- Born: 23 May 1965 Taipei, Taiwan
- Died: 3 December 2018 (aged 53) Taipei Veterans General Hospital, Beitou, Taipei, Taiwan
- Education: Rider University (BA)
- Occupation: Entrepreneur
- Spouse: Chen Li-lien 陳莉蓮
- Parents: Yen Ching-ling 嚴慶齡 (father); Vivian Wu 吳舜文 (mother);

= Kenneth Yen =

Taiwanese businessman

Kenneth Yen (嚴凱泰 (Yán Kǎitài); 23 May 1965 – 3 December 2018) was a Taiwanese entrepreneur who was listed as one of the richest people in the world.

== Biography ==
Yen was born in Taipei, Taiwan to 嚴慶齡 Yen Ching-ling and 吳舜文 Vivian Shun-wen Wu. He attended secondary school at Tsai-Hsing High School in Taipei's Muzha District and later went to boarding school at The Pennington School.

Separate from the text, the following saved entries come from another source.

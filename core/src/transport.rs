//! The transport seam and its default reqwest implementation.
//!
//! # Design
//! `Transport` is the only way out of the client. It takes a plain
//! `HttpRequest` and returns a plain `HttpResponse`, so tests can swap in a
//! spy and callers can bring their own HTTP stack. `ReqwestTransport` is the
//! batteries-included default: base URL resolution, bracket-style query
//! encoding, JSON bodies and status validation.

use std::sync::Arc;

use async_trait::async_trait;
use serde_json::Value;
use tracing::trace;

use crate::config::TransportConfig;
use crate::error::{TransportError, TransportFailure};
use crate::http::{HttpRequest, HttpResponse};

/// Executes `HttpRequest`s.
#[async_trait]
pub trait Transport: Send + Sync {
    type Error: TransportFailure;

    async fn request(&self, request: HttpRequest) -> Result<HttpResponse, Self::Error>;
}

#[async_trait]
impl<T: Transport + ?Sized> Transport for Arc<T> {
    type Error = T::Error;

    async fn request(&self, request: HttpRequest) -> Result<HttpResponse, Self::Error> {
        (**self).request(request).await
    }
}

#[async_trait]
impl<'a, T: Transport + ?Sized> Transport for &'a T {
    type Error = T::Error;

    async fn request(&self, request: HttpRequest) -> Result<HttpResponse, Self::Error> {
        (**self).request(request).await
    }
}

/// Default transport backed by a `reqwest::Client`.
///
/// Cloning is cheap; clones share the connection pool.
#[derive(Debug, Clone, Default)]
pub struct ReqwestTransport {
    client: reqwest::Client,
    config: TransportConfig,
}

impl ReqwestTransport {
    pub fn new(config: TransportConfig) -> Self {
        Self::with_client(reqwest::Client::new(), config)
    }

    pub fn with_client(client: reqwest::Client, config: TransportConfig) -> Self {
        Self { client, config }
    }

    pub fn config(&self) -> &TransportConfig {
        &self.config
    }
}

#[async_trait]
impl Transport for ReqwestTransport {
    type Error = TransportError;

    async fn request(&self, request: HttpRequest) -> Result<HttpResponse, TransportError> {
        let base_url = request.base_url.as_deref().or(self.config.base_url.as_deref());
        let url = resolve_url(base_url, &request.url);
        let method = reqwest::Method::from_bytes(request.method.as_str().as_bytes())
            .map_err(|_| TransportError::Method(request.method.to_string()))?;

        let mut builder = self.client.request(method, &url);
        let headers = self.config.headers.iter().chain(
            request.headers.iter().map(|(name, value)| (name, value)),
        );
        for (name, value) in headers {
            let name = reqwest::header::HeaderName::from_bytes(name.as_bytes())
                .map_err(|_| TransportError::Header(name.clone()))?;
            let value = reqwest::header::HeaderValue::from_str(value)
                .map_err(|_| TransportError::Header(name.as_str().to_string()))?;
            builder = builder.header(name, value);
        }
        if let Some(params) = &request.params {
            let pairs = query_pairs(params);
            if !pairs.is_empty() {
                builder = builder.query(&pairs);
            }
        }
        if let Some(data) = &request.data {
            builder = builder.json(data);
        }
        if let Some(timeout) = request.timeout.or(self.config.timeout()) {
            builder = builder.timeout(timeout);
        }

        let response = builder.send().await?;
        let status = response.status().as_u16();
        let headers = response
            .headers()
            .iter()
            .map(|(name, value)| {
                (
                    name.as_str().to_string(),
                    String::from_utf8_lossy(value.as_bytes()).into_owned(),
                )
            })
            .collect();
        let body = response.text().await?;
        trace!(%url, status, "transport response");

        let response = HttpResponse {
            status,
            headers,
            body,
        };
        let accept = request.validate_status.unwrap_or(is_success);
        if !accept(status) {
            return Err(TransportError::Status { response });
        }
        Ok(response)
    }
}

fn is_success(status: u16) -> bool {
    (200..300).contains(&status)
}

/// Join `url` onto `base_url` unless `url` is already absolute.
fn resolve_url(base_url: Option<&str>, url: &str) -> String {
    match base_url {
        Some(base) if !is_absolute(url) => {
            if url.is_empty() {
                base.to_string()
            } else {
                format!(
                    "{}/{}",
                    base.trim_end_matches('/'),
                    url.trim_start_matches('/')
                )
            }
        }
        _ => url.to_string(),
    }
}

/// `scheme://...` in any case, or protocol-relative `//host/...`.
fn is_absolute(url: &str) -> bool {
    url.starts_with("//") || reqwest::Url::parse(url).is_ok_and(|parsed| parsed.has_host())
}

/// Flatten a query object into `key=value` pairs.
///
/// Nested objects use `outer[inner]` keys and arrays use `key[]`. `null`
/// values are dropped. A non-object root yields no pairs.
fn query_pairs(params: &Value) -> Vec<(String, String)> {
    let mut pairs = Vec::new();
    if let Value::Object(map) = params {
        for (key, value) in map {
            flatten(key.clone(), value, &mut pairs);
        }
    }
    pairs
}

fn flatten(key: String, value: &Value, pairs: &mut Vec<(String, String)>) {
    match value {
        Value::Null => {}
        Value::String(s) => pairs.push((key, s.clone())),
        Value::Bool(_) | Value::Number(_) => pairs.push((key, value.to_string())),
        Value::Array(items) => {
            for item in items {
                flatten(format!("{key}[]"), item, pairs);
            }
        }
        Value::Object(map) => {
            for (inner, item) in map {
                flatten(format!("{key}[{inner}]"), item, pairs);
            }
        }
    }
}
//! Call options and response shaping.

use std::marker::PhantomData;

use crate::config::RequestConfig;
use crate::http::Response;
use crate::schema::{Endpoint, Omittable};

/// What a call resolves to: the decoded body, or the full envelope.
pub trait ResponseMode {
    type Output<T>;

    fn shape<T>(response: Response<T>) -> Self::Output<T>;
}

/// Resolve to the decoded body only. The default.
#[derive(Debug, Clone, Copy, Default, PartialEq, Eq)]
pub struct BodyOnly;

/// Resolve to the full [`Response`] envelope.
#[derive(Debug, Clone, Copy, Default, PartialEq, Eq)]
pub struct FullResponse;

impl ResponseMode for BodyOnly {
    type Output<T> = T;

    fn shape<T>(response: Response<T>) -> T {
        response.data
    }
}

impl ResponseMode for FullResponse {
    type Output<T> = Response<T>;

    fn shape<T>(response: Response<T>) -> Response<T> {
        response
    }
}

/// Arguments for one call of endpoint `E`.
///
/// The field types come from `E`, so a required body has to be supplied, a
/// forbidden one can only be [`Absent`](crate::Absent) and an optional one is
/// an `Option`. `M` selects what the call resolves to; see
/// [`full_response`](Self::full_response).
pub struct RequestOptions<E: Endpoint, M = BodyOnly> {
    pub body: E::Body,
    pub params: E::Params,
    pub query: E::Query,
    pub config: RequestConfig,
    mode: PhantomData<M>,
}

impl<E: Endpoint> RequestOptions<E> {
    pub fn new(body: E::Body, params: E::Params, query: E::Query) -> Self {
        Self {
            body,
            params,
            query,
            config: RequestConfig::default(),
            mode: PhantomData,
        }
    }
}

impl<E: Endpoint> RequestOptions<E>
where
    E::Body: Omittable,
    E::Params: Omittable,
    E::Query: Omittable,
{
    /// Options for an endpoint that requires nothing.
    pub fn empty() -> Self {
        Self::new(Default::default(), Default::default(), Default::default())
    }
}

impl<E: Endpoint> RequestOptions<E>
where
    E::Params: Omittable,
    E::Query: Omittable,
{
    pub fn with_body(body: E::Body) -> Self {
        Self::new(body, Default::default(), Default::default())
    }
}

impl<E: Endpoint> RequestOptions<E>
where
    E::Body: Omittable,
    E::Query: Omittable,
{
    pub fn with_params(params: E::Params) -> Self {
        Self::new(Default::default(), params, Default::default())
    }
}

impl<E: Endpoint> RequestOptions<E>
where
    E::Body: Omittable,
    E::Params: Omittable,
{
    pub fn with_query(query: E::Query) -> Self {
        Self::new(Default::default(), Default::default(), query)
    }
}

impl<E: Endpoint, M> RequestOptions<E, M> {
    pub fn body(mut self, body: E::Body) -> Self {
        self.body = body;
        self
    }

    pub fn params(mut self, params: E::Params) -> Self {
        self.params = params;
        self
    }

    pub fn query(mut self, query: E::Query) -> Self {
        self.query = query;
        self
    }

    pub fn config(mut self, config: RequestConfig) -> Self {
        self.config = config;
        self
    }

    /// Resolve the call to the full response envelope instead of the body.
    pub fn full_response(self) -> RequestOptions<E, FullResponse> {
        self.with_mode()
    }

    pub fn body_only(self) -> RequestOptions<E, BodyOnly> {
        self.with_mode()
    }

    fn with_mode<N>(self) -> RequestOptions<E, N> {
        RequestOptions {
            body: self.body,
            params: self.params,
            query: self.query,
            config: self.config,
            mode: PhantomData,
        }
    }
}
//! Schema-typed request dispatcher.
//!
//! # Design
//! `TypedClient` holds only a transport handle and carries no mutable state
//! between calls, so one instance can serve any number of concurrent callers.
//! Every call is the same three steps: resolve the path template, describe
//! the request as an `HttpRequest`, hand it to the transport. Transport
//! failures come back unchanged inside `Error::Transport`.

use std::fmt;
use std::marker::PhantomData;

use serde::Serialize;
use serde_json::Value;
use tracing::debug;

use crate::config::RequestConfig;
use crate::error::Error;
use crate::http::{HttpMethod, HttpRequest, HttpResponse, Response};
use crate::options::{RequestOptions, ResponseMode};
use crate::schema::{verb, Endpoint, Schema, Verb};
use crate::transport::{ReqwestTransport, Transport};
use crate::url::{build_url, path_params};

/// Client for the endpoints of schema `S`, dispatching through `T`.
pub struct TypedClient<S, T = ReqwestTransport> {
    transport: T,
    schema: PhantomData<fn() -> S>,
}

impl<S: Schema> TypedClient<S> {
    /// Client over a default-configured [`ReqwestTransport`].
    pub fn new() -> Self {
        Self::with_transport(ReqwestTransport::default())
    }
}

impl<S: Schema> Default for TypedClient<S> {
    fn default() -> Self {
        Self::new()
    }
}

impl<S, T: Clone> Clone for TypedClient<S, T> {
    fn clone(&self) -> Self {
        Self {
            transport: self.transport.clone(),
            schema: PhantomData,
        }
    }
}

impl<S, T: fmt::Debug> fmt::Debug for TypedClient<S, T> {
    fn fmt(&self, f: &mut fmt::Formatter<'_>) -> fmt::Result {
        f.debug_struct("TypedClient")
            .field("schema", &std::any::type_name::<S>())
            .field("transport", &self.transport)
            .finish()
    }
}

macro_rules! verb_methods {
    ($($(#[$meta:meta])* $name:ident => $verb:ident),* $(,)?) => {
        $(
            $(#[$meta])*
            pub async fn $name<E, M>(
                &self,
                options: RequestOptions<E, M>,
            ) -> Result<M::Output<E::Response>, Error<T::Error>>
            where
                E: Endpoint<Schema = S, Verb = verb::$verb>,
                M: ResponseMode,
            {
                self.request(options).await
            }
        )*
    };
}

He attended Rider University in the United States where he studied business administration. He also received an honorary business degree from St. John's University. In 1986, he returned to Taiwan to lead the China Motor Corporation and Yulon, his family's business. Yen was officially named chairman of Yulon in August 2007. According to Forbes magazine, he had an estimated net worth of US$1.05 billion.

==Personal life==
Yen had one daughter, Michelle, and a son, John, with wife Chen Lee-lien. He died of esophageal cancer at Taipei Veterans General Hospital on 3 December 2018.